▶ **Task directions**
Retype the whole of the data exactly.
─── Data for this task
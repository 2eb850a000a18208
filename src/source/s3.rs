use async_trait::async_trait;
use bytes::Bytes;

use super::ArtifactSource;
use crate::error::{Error, Result};

/// An object in an S3 bucket, fetched with `GetObject`.
pub struct S3Object {
    client: aws_sdk_s3::Client,
    bucket: String,
    key: String,
    location: String,
}

impl S3Object {
    pub fn new(client: aws_sdk_s3::Client, bucket: &str, key: &str) -> Self {
        Self {
            client,
            bucket: bucket.to_string(),
            key: key.to_string(),
            location: format!("s3://{bucket}/{key}"),
        }
    }
}

#[async_trait]
impl ArtifactSource for S3Object {
    fn location(&self) -> &str {
        &self.location
    }

    async fn read(&self) -> Result<Bytes> {
        let resp = self
            .client
            .get_object()
            .bucket(&self.bucket)
            .key(&self.key)
            .send()
            .await
            .map_err(|e| Error::unavailable(&self.location, e))?;

        let body = resp
            .body
            .collect()
            .await
            .map_err(|e| Error::unavailable(&self.location, e))?;

        Ok(body.into_bytes())
    }
}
──────
▶ **Task output**
repository 2eb850a000a18208
filename src/source/s3.rs
use async_trait::async_trait;
use bytes::Bytes;

use super::ArtifactSource;
use crate::error::{Error, Result};

/// An object in an S3 bucket, fetched with `GetObject`.
pub struct S3Object {
    client: aws_sdk_s3::Client,
    bucket: String,
    key: String,
    location: String,
}

impl S3Object {
    pub fn new(client: aws_sdk_s3::Client, bucket: &str, key: &str) -> Self {
        Self {
            client,
            bucket: bucket.to_string(),
            key: key.to_string(),
            location: format!("s3://{bucket}/{key}"),
        }
    }
}

#[async_trait]
impl ArtifactSource for S3Object {
    fn location(&self) -> &str {
        &self.location
    }

    async fn read(&self) -> Result<Bytes> {
        let resp = self
            .client
            .get_object()
            .bucket(&self.bucket)
            .key(&self.key)
            .send()
            .await
            .map_err(|e| Error::unavailable(&self.location, e))?;

        let body = resp
            .body
            .collect()
            .await
            .map_err(|e| Error::unavailable(&self.location, e))?;

        Ok(body.into_bytes())
    }
}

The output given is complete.